* **Records from a data source**:
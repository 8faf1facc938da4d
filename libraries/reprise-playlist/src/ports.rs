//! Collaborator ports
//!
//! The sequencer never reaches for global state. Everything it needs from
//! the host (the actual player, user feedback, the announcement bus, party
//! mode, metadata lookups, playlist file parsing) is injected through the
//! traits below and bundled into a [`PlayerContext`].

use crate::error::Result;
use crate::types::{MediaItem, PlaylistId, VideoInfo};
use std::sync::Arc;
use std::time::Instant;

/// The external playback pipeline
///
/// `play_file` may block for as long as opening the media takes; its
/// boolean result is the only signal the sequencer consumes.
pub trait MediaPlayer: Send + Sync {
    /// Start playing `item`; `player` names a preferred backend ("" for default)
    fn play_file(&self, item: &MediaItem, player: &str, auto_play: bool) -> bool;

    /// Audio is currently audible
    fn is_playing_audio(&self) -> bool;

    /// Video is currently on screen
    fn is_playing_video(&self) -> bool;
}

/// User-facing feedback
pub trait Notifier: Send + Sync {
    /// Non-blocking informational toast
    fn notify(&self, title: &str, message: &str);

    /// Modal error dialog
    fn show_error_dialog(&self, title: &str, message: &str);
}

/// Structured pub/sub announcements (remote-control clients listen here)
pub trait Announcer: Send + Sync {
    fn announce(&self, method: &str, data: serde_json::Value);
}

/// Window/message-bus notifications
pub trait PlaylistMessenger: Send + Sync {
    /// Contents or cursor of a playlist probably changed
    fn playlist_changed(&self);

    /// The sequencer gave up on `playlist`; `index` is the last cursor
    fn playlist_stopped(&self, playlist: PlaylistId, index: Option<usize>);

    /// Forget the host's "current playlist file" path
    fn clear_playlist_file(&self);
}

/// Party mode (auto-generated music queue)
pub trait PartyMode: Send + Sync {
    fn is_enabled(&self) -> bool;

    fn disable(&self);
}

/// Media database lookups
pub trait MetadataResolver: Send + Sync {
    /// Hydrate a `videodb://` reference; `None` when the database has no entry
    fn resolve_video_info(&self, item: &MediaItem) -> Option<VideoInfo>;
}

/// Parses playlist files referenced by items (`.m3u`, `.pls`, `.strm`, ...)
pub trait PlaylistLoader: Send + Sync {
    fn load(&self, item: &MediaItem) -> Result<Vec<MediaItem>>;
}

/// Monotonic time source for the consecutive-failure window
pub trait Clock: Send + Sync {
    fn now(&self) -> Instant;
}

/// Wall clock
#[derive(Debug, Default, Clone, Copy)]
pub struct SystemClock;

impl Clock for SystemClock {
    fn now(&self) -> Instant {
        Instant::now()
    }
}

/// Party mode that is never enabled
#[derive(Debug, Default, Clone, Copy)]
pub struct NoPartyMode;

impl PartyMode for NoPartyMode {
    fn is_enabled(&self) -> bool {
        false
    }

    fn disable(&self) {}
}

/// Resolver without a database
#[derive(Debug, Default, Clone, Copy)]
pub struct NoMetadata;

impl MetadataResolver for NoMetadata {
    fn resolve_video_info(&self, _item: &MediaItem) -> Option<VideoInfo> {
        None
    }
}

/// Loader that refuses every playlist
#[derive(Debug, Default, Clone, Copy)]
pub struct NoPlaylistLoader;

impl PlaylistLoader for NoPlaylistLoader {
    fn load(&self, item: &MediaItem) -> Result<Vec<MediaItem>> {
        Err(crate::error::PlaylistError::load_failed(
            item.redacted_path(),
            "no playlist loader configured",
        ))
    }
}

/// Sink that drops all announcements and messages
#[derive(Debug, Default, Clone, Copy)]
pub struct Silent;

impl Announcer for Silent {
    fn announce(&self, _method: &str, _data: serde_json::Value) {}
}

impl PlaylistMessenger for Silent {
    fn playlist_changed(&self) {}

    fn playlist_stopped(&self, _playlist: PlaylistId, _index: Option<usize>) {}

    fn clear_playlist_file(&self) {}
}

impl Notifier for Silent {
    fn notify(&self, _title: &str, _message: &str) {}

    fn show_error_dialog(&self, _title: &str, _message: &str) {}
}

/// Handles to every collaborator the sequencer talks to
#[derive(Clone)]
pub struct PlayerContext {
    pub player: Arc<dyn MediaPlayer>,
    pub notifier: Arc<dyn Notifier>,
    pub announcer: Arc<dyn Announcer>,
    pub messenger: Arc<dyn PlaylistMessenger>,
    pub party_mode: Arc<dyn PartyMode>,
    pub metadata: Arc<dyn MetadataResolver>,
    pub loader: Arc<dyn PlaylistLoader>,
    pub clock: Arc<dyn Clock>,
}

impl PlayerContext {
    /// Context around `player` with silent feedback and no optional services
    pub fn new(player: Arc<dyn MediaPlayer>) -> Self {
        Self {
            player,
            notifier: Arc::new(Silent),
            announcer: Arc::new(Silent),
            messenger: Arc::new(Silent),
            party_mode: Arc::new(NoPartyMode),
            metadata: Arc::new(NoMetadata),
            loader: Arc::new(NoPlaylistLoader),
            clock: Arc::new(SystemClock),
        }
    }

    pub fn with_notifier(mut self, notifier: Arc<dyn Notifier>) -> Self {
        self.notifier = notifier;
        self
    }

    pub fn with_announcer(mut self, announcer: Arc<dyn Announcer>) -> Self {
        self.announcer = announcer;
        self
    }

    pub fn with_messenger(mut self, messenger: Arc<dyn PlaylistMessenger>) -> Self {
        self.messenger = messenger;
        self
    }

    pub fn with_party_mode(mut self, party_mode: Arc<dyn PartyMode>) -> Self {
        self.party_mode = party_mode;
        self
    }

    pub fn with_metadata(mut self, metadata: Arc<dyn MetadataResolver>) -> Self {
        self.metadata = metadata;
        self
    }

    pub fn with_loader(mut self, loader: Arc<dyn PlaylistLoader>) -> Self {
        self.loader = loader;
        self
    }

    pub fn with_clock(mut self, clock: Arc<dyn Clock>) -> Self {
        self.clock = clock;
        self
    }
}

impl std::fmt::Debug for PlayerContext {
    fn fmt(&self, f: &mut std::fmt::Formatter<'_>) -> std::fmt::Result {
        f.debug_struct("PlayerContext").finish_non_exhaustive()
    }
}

* **Assigned task**: Reproduce every line of the records containing the string "database".

* **Worked solution**:
/// Media database lookups
    /// Hydrate a `videodb://` reference; `None` when the database has no entry
/// Resolver without a database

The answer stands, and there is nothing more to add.